With reference to figure 5b, adopt chemical mechanical polishing method that first conductive layer 212, first diffusion impervious layer 210 are planarized to and expose dielectric layer 206, form the first conductive plunger 212a, the first diffusion impervious layer 210a after wherein smooth is as the top electrode of resistance variable memory.Then, on dielectric layer 206, the first diffusion impervious layer 210a after smooth and the first conductive plunger 212a, form second photoresist layer 214, after exposure imaging technology, define position second contact hole graph corresponding with the second interconnection structure 204b at logical block district II; With second photoresist layer 214 is mask, to exposing the second interconnection structure 204b, forms second contact hole 215 along the second contact hole graph etching dielectric layer 206.

Shown in Fig. 5 c, after the employing ashing method is removed second photoresist layer, form second diffusion impervious layer 216 at second contact hole, 215 inwalls; Then, in second contact hole 215, fill full conductive materials, form second conductive plunger 218.Concrete processing step is as follows: reaching second contact hole, 215 inwalls formation thickness with chemical vapour deposition technique on dielectric layer 206 is second diffusion impervious layer 216 of 100 dusts～500 dusts.Then, adopt chemical vapour deposition technique to form second conductive layer again on second diffusion impervious layer 216, the material of described second conductive layer is a tungsten etc.; Adopt chemical mechanical polishing method that second conductive layer, second diffusion impervious layer 216 are planarized to and expose dielectric layer 206, form second conductive plunger 218.

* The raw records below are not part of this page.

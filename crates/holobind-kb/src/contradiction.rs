//! The Contradiction Monitor: consulted before every fact is appended,
//! never blocks the append.
//!
//! Three fixed checks, run against the new fact's metadata and the facts
//! already in the knowledge base: a direct negation, an inverted temporal
//! pair, and a declared mutually-exclusive-value pair. All three are
//! warnings, attached to the learn result — the engine is paraconsistent
//! by design, so a contradiction never blocks insertion.

use crate::fact::Fact;
use holobind_encode::Metadata;

/// `hasState` values that cannot simultaneously hold of the same subject.
const HAS_STATE_PAIRS: &[(&str, &str)] = &[
    ("Open", "Closed"),
    ("Alive", "Dead"),
    ("On", "Off"),
    ("Full", "Empty"),
];

/// `hasProperty` values that cannot simultaneously hold of the same subject.
const HAS_PROPERTY_PAIRS: &[(&str, &str)] = &[("Hot", "Cold"), ("Wet", "Dry")];

fn exclusion_pairs(operator: &str) -> Option<&'static [(&'static str, &'static str)]> {
    match operator {
        "hasState" => Some(HAS_STATE_PAIRS),
        "hasProperty" => Some(HAS_PROPERTY_PAIRS),
        _ => None,
    }
}

/// One contradiction the monitor found against the existing knowledge base.
#[derive(Debug, Clone, PartialEq)]
pub enum Contradiction {
    /// `Not $ref` was learned while the fact `$ref` referred to is present.
    Direct {
        /// The reconstructed signature of the negated fact.
        negated: String,
    },
    /// `before`/`after` (or vice versa) already holds over the same args.
    Temporal {
        /// The operator of the newly learned fact.
        operator: String,
        /// The shared argument list.
        args: Vec<String>,
    },
    /// A declared mutually-exclusive value pair both hold of one subject.
    MutuallyExclusive {
        /// The shared subject.
        subject: String,
        /// The value the new fact asserts.
        new_value: String,
        /// The value an existing fact already asserts.
        existing_value: String,
    },
}

impl Contradiction {
    /// The warning text (callers typically prefix this with `"Warning: "`).
    pub fn message(&self) -> String {
        match self {
            Contradiction::Direct { negated } => {
                format!("direct contradiction detected: {}", negated)
            }
            Contradiction::Temporal { operator, args } => {
                format!(
                    "temporal contradiction: {} {}",
                    operator,
                    args.join(" ")
                )
            }
            Contradiction::MutuallyExclusive {
                subject,
                new_value,
                existing_value,
            } => {
                format!(
                    "contradiction - {} is both {} and {}",
                    subject, new_value, existing_value
                )
            }
        }
    }
}

fn opposite_temporal_operator(operator: &str) -> Option<&'static str> {
    match operator {
        "before" => Some("after"),
        "after" => Some("before"),
        _ => None,
    }
}

/// Checks `new_metadata` against every fact already in the knowledge base.
///
/// `negated_signature`, when `Some`, is the metadata signature (see
/// [`Metadata::signature`]) of the statement a `Not $ref` statement
/// refers to — resolved by the caller (the encoder only sees `$ref` as an
/// opaque scope alias, not the statement it names), so the direct check
/// can ask "is that signature already a fact?" without this crate needing
/// to know anything about scopes or references.
pub fn check_contradictions(
    existing: &[Fact],
    new_metadata: &Metadata,
    negated_signature: Option<&str>,
) -> Vec<Contradiction> {
    let mut found = Vec::new();

    if new_metadata.operator == "Not" {
        if let Some(signature) = negated_signature {
            if existing.iter().any(|f| f.metadata.signature() == signature) {
                found.push(Contradiction::Direct {
                    negated: signature.to_string(),
                });
            }
        }
    }

    if let Some(opposite) = opposite_temporal_operator(&new_metadata.operator) {
        if existing
            .iter()
            .any(|f| f.metadata.operator == opposite && f.metadata.args == new_metadata.args)
        {
            found.push(Contradiction::Temporal {
                operator: new_metadata.operator.clone(),
                args: new_metadata.args.clone(),
            });
        }
    }

    if let Some(pairs) = exclusion_pairs(&new_metadata.operator) {
        if new_metadata.args.len() == 2 {
            let subject = &new_metadata.args[0];
            let new_value = &new_metadata.args[1];
            for fact in existing {
                if fact.metadata.operator != new_metadata.operator || fact.metadata.args.len() != 2
                {
                    continue;
                }
                if &fact.metadata.args[0] != subject {
                    continue;
                }
                let existing_value = &fact.metadata.args[1];
                if existing_value == new_value {
                    continue;
                }
                let is_pair = pairs.iter().any(|(a, b)| {
                    (a == new_value && b == existing_value) || (b == new_value && a == existing_value)
                });
                if is_pair {
                    found.push(Contradiction::MutuallyExclusive {
                        subject: subject.clone(),
                        new_value: new_value.clone(),
                        existing_value: existing_value.clone(),
                    });
                }
            }
        }
    }

    found
}

#[cfg(test)]
mod tests {
    use super::*;

    fn fact(operator: &str, args: &[&str]) -> Fact {
        Fact::new(
            holobind_geometry::BitVector::zero(32).unwrap(),
            Metadata::new(operator, args.iter().map(|a| a.to_string()).collect()),
            None,
        )
    }

    #[test]
    fn detects_mutually_exclusive_state() {
        let existing = vec![fact("hasState", &["Box", "Closed"])];
        let new_metadata = Metadata::new("hasState", vec!["Box".into(), "Open".into()]);
        let found = check_contradictions(&existing, &new_metadata, None);
        assert_eq!(
            found,
            vec![Contradiction::MutuallyExclusive {
                subject: "Box".into(),
                new_value: "Open".into(),
                existing_value: "Closed".into(),
            }]
        );
        assert_eq!(
            found[0].message(),
            "contradiction - Box is both Open and Closed"
        );
    }

    #[test]
    fn no_contradiction_for_unrelated_values() {
        let existing = vec![fact("hasState", &["Box", "Closed"])];
        let new_metadata = Metadata::new("hasState", vec!["Jar".into(), "Open".into()]);
        assert!(check_contradictions(&existing, &new_metadata, None).is_empty());
    }

    #[test]
    fn no_contradiction_for_same_value_repeated() {
        let existing = vec![fact("hasState", &["Box", "Closed"])];
        let new_metadata = Metadata::new("hasState", vec!["Box".into(), "Closed".into()]);
        assert!(check_contradictions(&existing, &new_metadata, None).is_empty());
    }

    #[test]
    fn detects_temporal_inversion() {
        let existing = vec![fact("before", &["A", "B"])];
        let new_metadata = Metadata::new("after", vec!["A".into(), "B".into()]);
        let found = check_contradictions(&existing, &new_metadata, None);
        assert_eq!(
            found,
            vec![Contradiction::Temporal {
                operator: "after".into(),
                args: vec!["A".into(), "B".into()],
            }]
        );
    }

    #[test]
    fn detects_direct_negation() {
        let existing = vec![fact("isA", &["Rex", "Dog"])];
        let new_metadata = Metadata::new("Not", vec!["$ref".into()]);
        let found = check_contradictions(&existing, &new_metadata, Some("isA Rex Dog"));
        assert_eq!(
            found,
            vec![Contradiction::Direct {
                negated: "isA Rex Dog".into(),
            }]
        );
    }

    #[test]
    fn direct_negation_absent_when_signature_not_in_kb() {
        let existing = vec![fact("isA", &["Rex", "Dog"])];
        let new_metadata = Metadata::new("Not", vec!["$ref".into()]);
        let found = check_contradictions(&existing, &new_metadata, Some("isA Fido Cat"));
        assert!(found.is_empty());
    }

    #[test]
    fn hasproperty_pairs_checked_independently_of_hasstate() {
        let existing = vec![fact("hasProperty", &["Tea", "Hot"])];
        let new_metadata = Metadata::new("hasProperty", vec!["Tea".into(), "Cold".into()]);
        assert_eq!(check_contradictions(&existing, &new_metadata, None).len(), 1);
    }
}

Present embodiment is directly handled the surface of the first interconnection structure 204a and is formed variable storage medium layer 208, and forms top electrode in first contact hole 207.Because the top electrode of Memister is arranged in first contact hole 207, size can be regulated as required, and can satisfy the needs that integrated level increases.

Comprise based on the Memister structure in the integrated circuit that contains Memister of the foregoing description formation: Semiconductor substrate 200; The first interconnection structure 204a is positioned on the Semiconductor substrate 200 of the source electrode of MOS transistor or drain region, as the bottom electrode of Memister; Dielectric layer 206 is positioned on the first interconnection structure 204a and the Semiconductor substrate 200; First contact hole 207 runs through dielectric layer 206 to exposing the first interconnection structure 204a; Resistance variable memory dielectric layer 208 is positioned at the first interconnection structure 204a surface of first contact hole 207, and the material of described resistance variable memory dielectric layer 208 is the metallic silicon oxide; Top electrode is positioned on first contact hole, 207 sidewalls and the resistance variable memory dielectric layer 208.

In the present embodiment, described metallic silicon oxide is Ti _xSi _yO _z, Ni _xSi _yO _zOr Co _xSi _yO _z

In the present embodiment, the thickness of described resistance variable memory dielectric layer 208 is 80 dusts～800 dusts.

In the present embodiment, the material of the described first interconnection structure 204a is Ti _xSi _y, Ni _xSi _yOr Co _xSi _y

In the present embodiment, the material of described top electrode is titanium, titanium nitride, tantalum or tantalum nitride, and thickness is 100 dusts～500 dusts.

Embodiment 2

Fig. 3, Fig. 4, Fig. 6 a, Fig. 6 b, Fig. 6 c are the second embodiment schematic diagrames that the present invention forms the integrated circuit that contains Memister.

Continuation provides Semiconductor substrate 200 with reference to figure 3, and described Semiconductor substrate 200 comprises resistance memory cell district I and logical block district II.

With reference to figure 3, forming the first interconnection structure 204a on the Semiconductor substrate 200 of resistance memory cell district I, on the Semiconductor substrate 200 of logical block district II, forming the second interconnection structure 204b again.The concrete technology that forms does not repeat them here for to have described in detail in embodiment 1, and the material of the present embodiment first interconnection structure 204a and the second interconnection structure 204b is Ti _xSi _y, Ni _xSi _yOr Co _xSi _yDeng.

As shown in Figure 4, on the first interconnection structure 204a, the second interconnection structure 204b and Semiconductor substrate 200, form dielectric layer 206, in the described dielectric layer 206 of resistance memory cell district I, be formed with and run through first contact hole 207 that dielectric layer exposes the first interconnection structure 204a; The first interconnection structure 204a surface in first contact hole 207 is carried out oxidation processes and is formed resistance variable memory dielectric layer 208, and wherein the material of resistance variable memory dielectric layer 208 is the metallic silicon oxide, is specially Ti _xSi _yO _z, Ni _xSi _yO _zOr Co _xSi _yO _zConcrete resistance variable memory dielectric layer 208 oxidation processing technique that form do not repeat them here for to have described in detail in embodiment 1.

Shown in Fig. 6 a, on dielectric layer 206, form photoresist layer 300 with spin-coating method, after exposure imaging technology, define position second contact hole graph corresponding with the second interconnection structure 204b at logical block district II; With second photoresist layer 214 is mask, to exposing the second interconnection structure 204b, forms second contact hole 301 along the second contact hole graph etching dielectric layer 206.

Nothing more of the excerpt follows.